Übrigens: Wenn Frau Sommaruga die Gründe der zunehmenden Gewalttätigkeit nicht zu kennen glaubt, dann sei sie daran erinnert, dass die Eidgenössische Kommission gegen Rassismus schon vor bald zwanzig Jahren die Zunahme der häuslichen Gewalt – Gewalt gegen Kinder und Frauen – mit der Einwanderung, vor allem mit muslimischer Einwanderung in Verbindung gebracht hat.

Damals war noch der freisinnige Basler Historiker Georg Kreis Präsident dieser für die Unfehlbarkeit ihrer Urteile und Stellungnahmen berühmten Kommission. Und diese Kommission gab Asylantenbetreuerinnen und -betreuern in den Gemeinden Informationen und Empfehlungen ab, was bei festgestellter häuslicher Gewalt vorzukehren sei.

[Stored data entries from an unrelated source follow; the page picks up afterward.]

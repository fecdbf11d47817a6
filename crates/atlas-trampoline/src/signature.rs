//! Signature extraction
//!
//! The call signature of a closure is read off its type. Each supported
//! arity gets one impl of [`CallSignature`] for the function pointer type and
//! one impl of [`Callable`]/[`CallableShared`] for every closure with the
//! matching `FnMut`/`Fn` shape. A closure implements `FnMut` for exactly one
//! argument list, so exactly one impl applies and the compiler infers the
//! pointer type from it.

use crate::dispatch::DispatchContext;
use crate::error::{ClosureResult, PreparationError};
use crate::types::{Describe, FfiArg, FfiReturn, TypeDescriptor};
use libffi::raw;
use std::ffi::c_void;
use std::fmt;
use std::mem;

/// Largest number of parameters a generated function pointer may take
pub const MAX_ARITY: usize = 16;

/// Calling convention used by a call interface
#[derive(Debug, Clone, Copy, PartialEq, Eq, Hash)]
pub struct Abi(raw::ffi_abi);

impl Abi {
    /// The platform's default convention for plain C function pointers
    pub const DEFAULT: Abi = Abi(raw::ffi_abi_FFI_DEFAULT_ABI);

    /// Wrap a raw libffi ABI number. Unsupported values are rejected when the
    /// call interface is prepared, not here.
    pub const fn from_raw(raw: raw::ffi_abi) -> Self {
        Abi(raw)
    }

    pub const fn as_raw(self) -> raw::ffi_abi {
        self.0
    }
}

impl Default for Abi {
    fn default() -> Self {
        Abi::DEFAULT
    }
}

impl fmt::Display for Abi {
    fn fmt(&self, f: &mut fmt::Formatter<'_>) -> fmt::Result {
        if *self == Abi::DEFAULT {
            write!(f, "default")
        } else {
            write!(f, "abi {}", self.0)
        }
    }
}

/// Argument descriptors, return descriptor and calling convention
#[derive(Debug, Clone, PartialEq, Eq)]
pub struct Signature {
    args: Vec<TypeDescriptor>,
    ret: TypeDescriptor,
    abi: Abi,
}

impl Signature {
    /// Build a signature at runtime
    ///
    /// Rejects `void` arguments and more than [`MAX_ARITY`] parameters.
    pub fn new(args: Vec<TypeDescriptor>, ret: TypeDescriptor) -> ClosureResult<Self> {
        let signature = Self::from_parts(args, ret);
        signature.validate()?;
        Ok(signature)
    }

    /// Used by the per-arity impls, whose argument types can never be void
    pub(crate) fn from_parts(args: Vec<TypeDescriptor>, ret: TypeDescriptor) -> Self {
        Self {
            args,
            ret,
            abi: Abi::DEFAULT,
        }
    }

    pub(crate) fn validate(&self) -> ClosureResult<()> {
        if self.args.len() > MAX_ARITY {
            return Err(PreparationError::TooManyArguments {
                count: self.args.len(),
                max: MAX_ARITY,
            }
            .into());
        }

        if let Some(index) = self.args.iter().position(TypeDescriptor::is_void) {
            return Err(PreparationError::VoidArgument { index }.into());
        }

        Ok(())
    }

    pub fn with_abi(mut self, abi: Abi) -> Self {
        self.abi = abi;
        self
    }

    pub fn args(&self) -> &[TypeDescriptor] {
        &self.args
    }

    pub fn ret(&self) -> &TypeDescriptor {
        &self.ret
    }

    pub fn abi(&self) -> Abi {
        self.abi
    }

    pub fn arity(&self) -> usize {
        self.args.len()
    }
}

impl fmt::Display for Signature {
    fn fmt(&self, f: &mut fmt::Formatter<'_>) -> fmt::Result {
        write!(f, "(")?;
        for (i, arg) in self.args.iter().enumerate() {
            if i > 0 {
                write!(f, ", ")?;
            }
            write!(f, "{}", arg)?;
        }
        write!(f, ") -> {}", self.ret)?;
        if self.abi != Abi::DEFAULT {
            write!(f, " [{}]", self.abi)?;
        }
        Ok(())
    }
}

/// A C function pointer type a closure can be turned into
///
/// Implemented for `unsafe extern "C" fn(A1, .., An) -> R` for `n` up to
/// [`MAX_ARITY`], where every `Ai` is [`FfiArg`] and `R` is [`FfiReturn`].
///
/// # Safety
///
/// `signature` must describe `Self` exactly, and `from_code_ptr` must be a
/// plain reinterpretation of the address.
pub unsafe trait CallSignature: Copy + 'static {
    type Output: FfiReturn;

    const ARITY: usize;

    fn signature() -> Signature;

    /// Reinterpret generated code as this pointer type
    ///
    /// # Safety
    ///
    /// `code` must be executable code that implements `Self`'s signature.
    unsafe fn from_code_ptr(code: *mut c_void) -> Self;
}

/// A closure that can service calls made through `S`
pub trait Callable<S: CallSignature> {
    /// Read the arguments out of `cx` and call the closure
    ///
    /// # Safety
    ///
    /// `cx` must hold `S::ARITY` valid argument cells of the right types.
    unsafe fn call_mut(&mut self, cx: &DispatchContext<'_>) -> S::Output;
}

/// A closure that can service calls made through `S` from many threads at once
pub trait CallableShared<S: CallSignature>: Callable<S> {
    /// # Safety
    ///
    /// Same contract as [`Callable::call_mut`].
    unsafe fn call(&self, cx: &DispatchContext<'_>) -> S::Output;
}

macro_rules! impl_signature {
    (@unit $arg:ident) => {
        ()
    };
    ($($arg:ident $idx:tt),*) => {
        unsafe impl<Ret $(, $arg)*> CallSignature for unsafe extern "C" fn($($arg),*) -> Ret
        where
            Ret: FfiReturn + 'static,
            $($arg: FfiArg + 'static,)*
        {
            type Output = Ret;

            const ARITY: usize = <[()]>::len(&[$(impl_signature!(@unit $arg)),*]);

            fn signature() -> Signature {
                Signature::from_parts(
                    vec![$(<$arg as Describe>::describe()),*],
                    Ret::describe_return(),
                )
            }

            unsafe fn from_code_ptr(code: *mut c_void) -> Self {
                mem::transmute_copy::<*mut c_void, Self>(&code)
            }
        }

        impl<Func, Ret $(, $arg)*> Callable<unsafe extern "C" fn($($arg),*) -> Ret> for Func
        where
            Func: FnMut($($arg),*) -> Ret,
            Ret: FfiReturn + 'static,
            $($arg: FfiArg + 'static,)*
        {
            #[allow(unused_variables)]
            unsafe fn call_mut(&mut self, cx: &DispatchContext<'_>) -> Ret {
                (*self)($(cx.arg::<$arg>($idx)),*)
            }
        }

        impl<Func, Ret $(, $arg)*> CallableShared<unsafe extern "C" fn($($arg),*) -> Ret> for Func
        where
            Func: Fn($($arg),*) -> Ret,
            Ret: FfiReturn + 'static,
            $($arg: FfiArg + 'static,)*
        {
            #[allow(unused_variables)]
            unsafe fn call(&self, cx: &DispatchContext<'_>) -> Ret {
                (*self)($(cx.arg::<$arg>($idx)),*)
            }
        }
    };
}

impl_signature!();
impl_signature!(A 0);
impl_signature!(A 0, B 1);
impl_signature!(A 0, B 1, C 2);
impl_signature!(A 0, B 1, C 2, D 3);
impl_signature!(A 0, B 1, C 2, D 3, E 4);
impl_signature!(A 0, B 1, C 2, D 3, E 4, F 5);
impl_signature!(A 0, B 1, C 2, D 3, E 4, F 5, G 6);
impl_signature!(A 0, B 1, C 2, D 3, E 4, F 5, G 6, H 7);
impl_signature!(A 0, B 1, C 2, D 3, E 4, F 5, G 6, H 7, I 8);
impl_signature!(A 0, B 1, C 2, D 3, E 4, F 5, G 6, H 7, I 8, J 9);
impl_signature!(A 0, B 1, C 2, D 3, E 4, F 5, G 6, H 7, I 8, J 9, K 10);
impl_signature!(A 0, B 1, C 2, D 3, E 4, F 5, G 6, H 7, I 8, J 9, K 10, L 11);
impl_signature!(A 0, B 1, C 2, D 3, E 4, F 5, G 6, H 7, I 8, J 9, K 10, L 11, M 12);
impl_signature!(A 0, B 1, C 2, D 3, E 4, F 5, G 6, H 7, I 8, J 9, K 10, L 11, M 12, N 13);
impl_signature!(A 0, B 1, C 2, D 3, E 4, F 5, G 6, H 7, I 8, J 9, K 10, L 11, M 12, N 13, O 14);
impl_signature!(A 0, B 1, C 2, D 3, E 4, F 5, G 6, H 7, I 8, J 9, K 10, L 11, M 12, N 13, O 14, P 15);

#[cfg(test)]
mod tests {
    use super::*;
    use crate::error::ClosureError;
    use crate::types::Scalar;

    type Binary = unsafe extern "C" fn(i32, f64);

    #[test]
    fn test_arity_matches_parameter_count() {
        assert_eq!(<unsafe extern "C" fn() as CallSignature>::ARITY, 0);
        assert_eq!(<Binary as CallSignature>::ARITY, 2);
        assert_eq!(
            <unsafe extern "C" fn(u8, u8, u8, u8, u8, u8, u8, u8, u8, u8, u8, u8, u8, u8, u8, u8) -> u8 as CallSignature>::ARITY,
            MAX_ARITY
        );
    }

    #[test]
    fn test_extracted_signature_keeps_declaration_order() {
        let signature = <Binary as CallSignature>::signature();
        assert_eq!(signature.args(), &[i32::describe(), f64::describe()]);
        assert!(signature.ret().is_void());
        assert_eq!(signature.abi(), Abi::DEFAULT);
        assert_eq!(signature.to_string(), "(i32, f64) -> void");
    }

    #[test]
    fn test_runtime_signature_rejects_void_argument() {
        let err = Signature::new(
            vec![i32::describe(), TypeDescriptor::VOID],
            TypeDescriptor::VOID,
        )
        .unwrap_err();
        assert_eq!(
            err,
            ClosureError::InterfacePreparation(PreparationError::VoidArgument { index: 1 })
        );
    }

    #[test]
    fn test_runtime_signature_rejects_too_many_arguments() {
        let args = vec![TypeDescriptor::Scalar(Scalar::I64); MAX_ARITY + 1];
        let err = Signature::new(args, TypeDescriptor::VOID).unwrap_err();
        assert_eq!(
            err.to_string(),
            "could not prepare call interface: 17 arguments exceed the supported maximum of 16"
        );
    }

    #[test]
    fn test_non_default_abi_is_shown() {
        let signature = Signature::new(vec![], i32::describe())
            .unwrap()
            .with_abi(Abi::from_raw(0xFFFF));
        assert_eq!(signature.to_string(), "() -> i32 [abi 65535]");
        assert_eq!(Abi::default().to_string(), "default");
    }
}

Wir zitieren diese Ratschläge der Antirassismus-Kommission wortwörtlich. Uns würde man wohl böswillige Unterschiebung vorwerfen, wenn wir sie mit eigenen Worten bloss zusammenfassen würden.

Gewalt gegen Kinder

Zur «Gewalt in der Familie» schrieb die Antirassismus-Kommission zur Präsidialzeit von Georg Kreis:

«Manche Betreuer und Betreuerinnen von Migranten/-innen haben Mühe damit, dass Kinder häufig geschlagen werden. Schläge sind in muslimischen Familien (nicht nur in muslimischen) ein anerkanntes Erziehungsmittel. Erwachsene Männer erzählen bisweilen mit liebevollem Stolz, wie oft sie von ihrem Vater verprügelt wurden und wie gut er es mit ihnen gemeint habe.

Für uns ist in diesem Zusammenhang wichtig, wie sich das Kind den Eltern gegenüber verhält. Ist es fröhlich, gerne mit den Eltern zusammen? Wird es auch liebevoll umarmt? Interventionen sind in solchen Fällen nicht nötig.»

Gewalt gegen Frauen

Und zur «Gewalt gegen Frauen» schrieb die Antirassismus-Kommission:

«Eine Realität, die uns hie und da zu schaffen macht, ist das Schlagen von Frauen durch ihre Männer. …

Den geschlagenen Frauen ist das, was ihnen widerfährt, oft schon von der Mutter, der Schwester, der Nachbarin her bekannt. Das Geschlagenwerden wird hingenommen, Strategien der Auflehnung (Trennung, Frauenhäuser…) sind höchstens punktuell vorhanden. Das Schlagen ist Privatsache, man mischt sich nicht ein. Geholfen wird den geschlagenen Frauen nachher: Sie werden von den anderen Frauen getröstet, man beklagt sich gemeinsam über die Männer, die ″nun einmal so sind″. …

Den Frauen wird am ehesten geholfen, wenn sie ihre Strategien, mit dem Geschlagenwerden umzugehen, anwenden können, z.B. Frauen ähnlicher Herkunft um sich haben, die ihre Erfahrungen teilen (in den isolationsfördernden Asylstrukturen leider oft ein Wunschtraum).»

Georg Kreis, obwohl heute nicht mehr Präsident der Antirassismus-Kommission, wäre gegenüber Frau Sommaruga gewiss gerne zu ergänzenden Ratschlägen bereit.

Ulrich Schlüer

Grafik: Pixabay.com / «Schweizerzeit»

 

Quelle: «Tangram» (offizielles Organ der Anti-Rassismus-Kommission) Nr. 7, Okt. 1999, Seiten 46 bis 50. Herausgeberin dieses Organs ist das Eidgenössische Departement des Innern. Verantwortlich für die Redaktion war damals Georg Kreis.